The 100th anniversary of the extinction of the American Passenger Pigeon will be commemorated on campus on Saturday, Oct. 11 with a daylong symposium and the North American premiere of a symphony to be performed by the Yale Symphony Orchestra (YSO).

Titled “Extinction: Biology, Culture, and Our Futures,” the symposium will be held 10:30 a.m.-5 p.m. in the Whitney Humanities Center auditorium, 53 Wall St. Sponsored by the Franke Program in Science and the Humanities, the event will focus on the scientific, cultural, and humanistic implications of human-mediated extinction and will bring together biologists, historians of science, linguists, and literary scholars for lectures and discussions on extinction. The symposium will also examine the contemporary extinction crisis, and reflect on its broader implications for the planet’s biota and human cultures.

Symposium speakers will include Resit Akçakaya, Stony Brook University; Neely Bruce, Wesleyan University; David Harrison, Swarthmore College; Ursula Heise, University of California-Los Angeles; Ben Novak, The Long Now Foundation; David Sepkoski, Max Planck Institute for the History of Science; and Kristoffer Whitney, University of Wisconsin-Madison.
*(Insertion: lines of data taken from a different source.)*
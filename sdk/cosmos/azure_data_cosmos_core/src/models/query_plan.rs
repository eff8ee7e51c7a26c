// Copyright (c) Microsoft Corporation. All rights reserved.
// Licensed under the MIT License.

use serde::{Deserialize, Serialize};

use crate::models::PartitionKeyRange;

/// Placeholder the gateway leaves in rewritten ORDER BY queries for the resume filter.
const FORMATTABLE_ORDER_BY_FILTER: &str = "{documentdb-formattableorderbyquery-filter}";

#[derive(Clone, Copy, Debug, PartialEq, Eq, Deserialize, Serialize)]
pub enum SortOrder {
    Ascending,
    Descending,
}

#[derive(Clone, Copy, Debug, PartialEq, Eq, Deserialize, Serialize)]
pub enum AggregateKind {
    Average,
    Count,
    Max,
    Min,
    Sum,
}

#[derive(Clone, Copy, Debug, Default, PartialEq, Eq, Deserialize, Serialize)]
pub enum DistinctType {
    #[default]
    None,
    Ordered,
    Unordered,
}

/// What the client must do to merge per-partition results, as decided by the gateway.
#[derive(Clone, Debug, Default, Deserialize, Serialize, PartialEq, Eq)]
#[serde(rename_all = "camelCase")]
pub struct QueryInfo {
    #[serde(default)]
    pub distinct_type: DistinctType,
    pub top: Option<u64>,
    pub offset: Option<u64>,
    pub limit: Option<u64>,
    #[serde(default)]
    pub order_by: Vec<SortOrder>,
    #[serde(default)]
    pub order_by_expressions: Vec<String>,
    #[serde(default)]
    pub aggregates: Vec<AggregateKind>,
    #[serde(default)]
    pub has_select_value: bool,
    #[serde(default)]
    pub rewritten_query: String,
}

impl QueryInfo {
    /// The query text to send to each partition, if the gateway rewrote it.
    pub fn partition_query(&self) -> Option<String> {
        if self.rewritten_query.is_empty() {
            return None;
        }
        Some(
            self.rewritten_query
                .replace(FORMATTABLE_ORDER_BY_FILTER, "true"),
        )
    }
}

/// A range of effective partition keys a query can touch.
#[derive(Clone, Debug, Deserialize, Serialize, PartialEq, Eq)]
#[serde(rename_all = "camelCase")]
pub struct QueryRange {
    pub min: String,
    pub max: String,
    #[serde(default = "default_true")]
    pub is_min_inclusive: bool,
    #[serde(default)]
    pub is_max_inclusive: bool,
}

fn default_true() -> bool {
    true
}

impl QueryRange {
    /// Returns `true` if `range` contains at least one key of this query range.
    pub fn overlaps(&self, range: &PartitionKeyRange) -> bool {
        let min_ok = if self.is_max_inclusive {
            range.min_inclusive.as_str() <= self.max.as_str()
        } else {
            range.min_inclusive.as_str() < self.max.as_str()
        };
        let max_ok = self.min.as_str() < range.max_exclusive.as_str();
        min_ok && max_ok
    }
}

/// The response to a query plan request.
#[derive(Clone, Debug, Default, Deserialize, Serialize, PartialEq, Eq)]
#[serde(rename_all = "camelCase")]
pub struct PartitionedQueryExecutionInfo {
    #[serde(default)]
    pub query_info: QueryInfo,
    #[serde(default)]
    pub query_ranges: Vec<QueryRange>,
}
impl GlobalEndpointManager {
    /// Creates an endpoint manager and, when discovery is enabled and a Tokio runtime is
    /// available, starts the background topology refresh.
    pub fn new(
        default_endpoint: Url,
        policy: &ConnectionPolicy,
        reader: Arc<dyn DatabaseAccountReader>,
    ) -> Self {
        let manager = Self {
            inner: Arc::new(Inner {
                cache: Arc::new(LocationCache::new(default_endpoint, policy)),
                reader,
                enable_endpoint_discovery: policy.enable_endpoint_discovery,
                initialized: AtomicBool::new(false),
                refresh: Mutex::new(None),
                background: Mutex::new(None),
            }),
        };
        if policy.enable_endpoint_discovery {
            manager.start_background_refresh(policy.endpoint_refresh_interval);
        }
        manager
    }

    fn start_background_refresh(&self, interval: Duration) {
        let Ok(runtime) = tokio::runtime::Handle::try_current() else {
            tracing::debug!("no Tokio runtime; background endpoint refresh disabled");
            return;
        };
        let weak: Weak<Inner> = Arc::downgrade(&self.inner);
        let handle = runtime.spawn(async move {
            let mut ticker =
                tokio::time::interval_at(tokio::time::Instant::now() + interval, interval);
            loop {
                ticker.tick().await;
                let Some(inner) = weak.upgrade() else {
                    break;
                };
                let manager = GlobalEndpointManager { inner };
                if let Err(e) = manager.refresh_endpoint_list().await {
                    tracing::warn!(error = %e, "background endpoint refresh failed");
                }
            }
        });
        *utils::lock(&self.inner.background) = Some(handle);
    }

    pub fn default_endpoint(&self) -> &Url {
        self.inner.cache.default_endpoint()
    }

    pub fn enable_endpoint_discovery(&self) -> bool {
        self.inner.enable_endpoint_discovery
    }

    /// Reads account metadata and replaces the topology.
    ///
    /// Concurrent callers share a single in-flight refresh.
    pub async fn refresh_endpoint_list(&self) -> azure_core::Result<()> {
        let refresh = {
            let mut slot = utils::lock(&self.inner.refresh);
            match &*slot {
                Some(refresh) => refresh.clone(),
                None => {
                    let cache = self.inner.cache.clone();
                    let reader = self.inner.reader.clone();
                    let weak = Arc::downgrade(&self.inner);
                    let refresh = async move {
                        let result = refresh_topology(cache, reader).await;
                        if let Some(inner) = weak.upgrade() {
                            *utils::lock(&inner.refresh) = None;
                            if result.is_ok() {
                                inner.initialized.store(true, Ordering::Release);
                            }
                        }
                        result.map_err(Arc::new)
                    }
                    .boxed()
                    .shared();
                    *slot = Some(refresh.clone());
                    refresh
                }
            }
        };
        refresh.await.map_err(|e| Error::new(ErrorKind::Other, e))
    }

    /// Loads the topology on first use. Failures are logged and retried on the next call.
    async fn ensure_initialized(&self) {
        if !self.inner.enable_endpoint_discovery
            || self.inner.initialized.load(Ordering::Acquire)
        {
            return;
        }
        if let Err(e) = self.refresh_endpoint_list().await {
            tracing::warn!(
                error = %e,
                "failed to initialize account topology; using the default endpoint"
            );
        }
    }

    pub async fn get_write_endpoint(&self) -> Url {
        if !self.inner.enable_endpoint_discovery {
            return self.default_endpoint().clone();
        }
        self.ensure_initialized().await;
        self.inner.cache.resolve_write(true)
    }

    pub async fn get_read_endpoint(&self) -> Url {
        if !self.inner.enable_endpoint_discovery {
            return self.default_endpoint().clone();
        }
        self.ensure_initialized().await;
        self.inner.cache.resolve_read()
    }

    /// The ordered candidate endpoints for writes, available ones first.
    pub async fn get_write_endpoints(&self) -> Vec<Url> {
        if !self.inner.enable_endpoint_discovery {
            return vec![self.default_endpoint().clone()];
        }
        self.ensure_initialized().await;
        self.inner.cache.write_endpoints(true)
    }

    /// The ordered candidate endpoints for reads, available ones first.
    pub async fn get_read_endpoints(&self) -> Vec<Url> {
        if !self.inner.enable_endpoint_discovery {
            return vec![self.default_endpoint().clone()];
        }
        self.ensure_initialized().await;
        self.inner.cache.read_endpoints()
    }

    pub fn mark_endpoint_unavailable_for_read(&self, endpoint: &Url) {
        self.inner.cache.mark_unavailable(endpoint, AccessKind::Read);
    }

    pub fn mark_endpoint_unavailable_for_write(&self, endpoint: &Url) {
        self.inner.cache.mark_unavailable(endpoint, AccessKind::Write);
    }

    /// Returns `true` if a write of this kind may go to any writable region.
    pub fn can_use_multiple_write_locations(
        &self,
        resource_type: ResourceType,
        operation_type: OperationType,
    ) -> bool {
        self.inner.cache.multiple_write_locations_enabled()
            && (resource_type == ResourceType::Items
                || (resource_type == ResourceType::StoredProcedures
                    && operation_type == OperationType::Execute))
    }

    /// Picks the endpoint for an operation.
    pub async fn resolve_service_endpoint(
        &self,
        resource_type: ResourceType,
        operation_type: OperationType,
    ) -> Url {
        if !self.inner.enable_endpoint_discovery {
            return self.default_endpoint().clone();
        }
        self.ensure_initialized().await;
        let endpoint = if operation_type.is_read_only() {
            self.inner.cache.resolve_read()
        } else {
            let use_preferred_order =
                self.can_use_multiple_write_locations(resource_type, operation_type);
            self.inner.cache.resolve_write(use_preferred_order)
        };
        tracing::debug!(
            %endpoint,
            region = self.inner.cache.location_name(&endpoint).as_deref(),
            ?resource_type,
            ?operation_type,
            "resolved service endpoint"
        );
        endpoint
    }

    /// Picks a read endpoint other than `exclude`, if the topology has one.
    pub(crate) async fn alternate_read_endpoint(&self, exclude: &Url) -> Option<Url> {
        self.get_read_endpoints()
            .await
            .into_iter()
            .chain(self.inner.cache.write_endpoints(false))
            .find(|endpoint| endpoint != exclude)
    }
}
Following the symposium, the YSO will perform the North American premiere of “The Columbiad, or Migration of American Wild Passenger Pigeons.” The symphony was composed by Philip Anthony Heinrich and was inspired by the unprecedented migration of the wild Passenger Pigeons in the United States before their demise. The concert will take place at 7:30 p.m. in Woolsey Hall, 500 College St.

Heinrich immigrated to the United States in the early 19th century and ultimately settled in Kentucky where he became acquainted with John James Audubon and the American wilderness. “The Columbiad” was composed in 1857, and was performed only once in Prague to great acclaim in the same year. The YSO concert will be the first performance of the work in over 150 years.